### EXERCISE DETAILS
If a line of the material contains "false", copy it.
= Beginning of Section =
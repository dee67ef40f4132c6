//! Fixed timestep simulation tick
//!
//! One call advances projectiles and enemies, resolves hits, keeps score,
//! escalates speed and spawns the next wave when the arena is cleared.

use glam::Vec2;
use rand::Rng;

use super::collision::{projectiles_hitting, resolve_enemy_separation};
use super::state::{Armory, Battlefield, Enemy, Explosion, GameEvent};
use crate::consts::*;

/// Enemy count for the spawn that happens while `wave_count` spawns have
/// been counted so far.
///
/// The very first spawn (wave_count 0) yields 4, one below the base.
pub fn wave_population(wave_count: u32) -> usize {
    let raw = BASE_WAVE_POPULATION + wave_count as i64 - 1;
    (raw.max(0) as usize).max(MIN_WAVE_POPULATION)
}

/// Lay out a new wave evenly across the arena and count it.
///
/// The reported wave number is the population index, so the warm-up batch
/// is wave 1 and the first playable batch is wave 2.
pub fn spawn_enemies(field: &mut Battlefield) -> GameEvent {
    let arena = field.arena;
    let count = wave_population(field.wave_count);
    let wave = field.wave_count.max(1);

    let available = arena.width - count as f32 * ENEMY_SIZE;
    let spacing = available / (count - 1) as f32;
    let band = ((arena.height / 3.0).floor() - SPAWN_Y_MARGIN).max(0.0);

    field.enemies.clear();
    for i in 0..count {
        let x = spacing * i as f32 + ENEMY_HALF_SIZE + i as f32 * ENEMY_SIZE;
        let y = field.rng().random::<f32>() * band + SPAWN_Y_OFFSET;
        let enemy = Enemy::with_random_velocity(Vec2::new(x, y), &arena, field.rng());
        field.enemies.push(enemy);
    }

    field.wave_count += 1;
    escalate(&mut field.enemies, ESCALATION_MULTIPLIER);

    log::info!(
        "Wave {} spawned with {} enemies (arena {}x{})",
        wave,
        count,
        arena.width,
        arena.height
    );
    GameEvent::WaveSpawned {
        wave,
        enemies: count,
    }
}

/// Multiply every live enemy's velocity
pub fn escalate(enemies: &mut [Enemy], multiplier: f32) {
    for enemy in enemies {
        enemy.increase_speed(multiplier);
    }
}

/// Fire one escalation per score multiple crossed since the last checkpoint.
/// Returns the thresholds that fired.
pub fn apply_score_escalation(field: &mut Battlefield) -> Vec<u32> {
    let mut fired = Vec::new();
    while field.score >= field.score_checkpoint() + ESCALATION_SCORE_STEP {
        let next = field.score_checkpoint() + ESCALATION_SCORE_STEP;
        field.set_score_checkpoint(next);
        escalate(&mut field.enemies, ESCALATION_MULTIPLIER);
        log::debug!("Speed escalated at score {}", next);
        fired.push(next);
    }
    fired
}

/// Advance the game by one fixed tick
pub fn tick(field: &mut Battlefield, armory: &mut Armory) -> Vec<GameEvent> {
    let mut events = Vec::new();

    // Frozen until a new run starts
    if field.game_over || armory.paused {
        return events;
    }

    field.time_ticks += 1;
    let arena = field.arena;

    for projectile in &mut armory.projectiles {
        projectile.step();
    }
    for enemy in &mut field.enemies {
        enemy.step(&arena);
    }
    armory.projectiles.retain(|p| !p.is_off_arena());

    // The first batch never becomes interactive
    if field.wave_count == 1 {
        field.enemies.clear();
        field.wave_count += 1;
        log::info!("Warm-up wave discarded");
        events.push(GameEvent::WarmUpWaveDiscarded);
        return events;
    }

    // Hits: every projectile inside an enemy is spent, the enemy counts once
    let player_box = armory.player.hitbox(&arena);
    let mut killed = vec![false; field.enemies.len()];
    let mut player_hit = false;
    for (i, enemy) in field.enemies.iter().enumerate() {
        let hits = projectiles_hitting(enemy, &armory.projectiles);
        if !hits.is_empty() {
            killed[i] = true;
            field.explosions.push(Explosion::at(enemy.pos));
            events.push(GameEvent::EnemyDestroyed { pos: enemy.pos });
            field.score += 1;
            let mut idx = 0;
            armory.projectiles.retain(|_| {
                let keep = !hits.contains(&idx);
                idx += 1;
                keep
            });
        }
        if player_box.overlaps(&enemy.hitbox()) {
            player_hit = true;
        }
    }

    for score in apply_score_escalation(field) {
        events.push(GameEvent::SpeedEscalated { score });
    }

    // Enemies shot this tick still push their neighbours before they go
    resolve_enemy_separation(&mut field.enemies);

    let mut dead = killed.into_iter();
    field.enemies.retain(|_| !dead.next().unwrap_or(false));

    field.explosions.retain_mut(|e| e.age());

    if player_hit {
        field.game_over = true;
        log::info!(
            "Game over at wave {} with score {}",
            field.wave_count,
            field.score
        );
        events.push(GameEvent::GameOver { score: field.score });
        return events;
    }

    if field.enemies.is_empty() {
        events.push(spawn_enemies(field));
    }

    events
}
//! Error types
//!
//! Errors only surface while setting a game up (settings, arena, store,
//! threads). Once a run is going, game logic clamps instead of failing.

/// Errors that can occur while configuring or hosting a game
#[derive(thiserror::Error, Debug)]
pub enum Error {
    /// Arena dimensions are not finite or below the supported minimum
    #[error("Invalid arena dimensions: {width}x{height}")]
    InvalidArena { width: f32, height: f32 },

    /// A settings value is out of range
    #[error("Invalid settings: {0}")]
    InvalidSettings(String),

    /// I/O error (settings file, score file, thread spawn)
    #[error("IO error: {0}")]
    Io(#[from] std::io::Error),

    /// Malformed JSON in a settings or score file
    #[error("JSON error: {0}")]
    Json(#[from] serde_json::Error),

    /// The score store rejected a read or write
    #[error("Score store unavailable: {0}")]
    StoreUnavailable(String),
}

/// Result type for fallible setup operations
pub type Result<T> = std::result::Result<T, Error>;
= End of Section =
### WRITTEN ANSWER
    let mut killed = vec![false; field.enemies.len()];
    let mut player_hit = false;
    field.enemies.retain(|_| !dead.next().unwrap_or(false));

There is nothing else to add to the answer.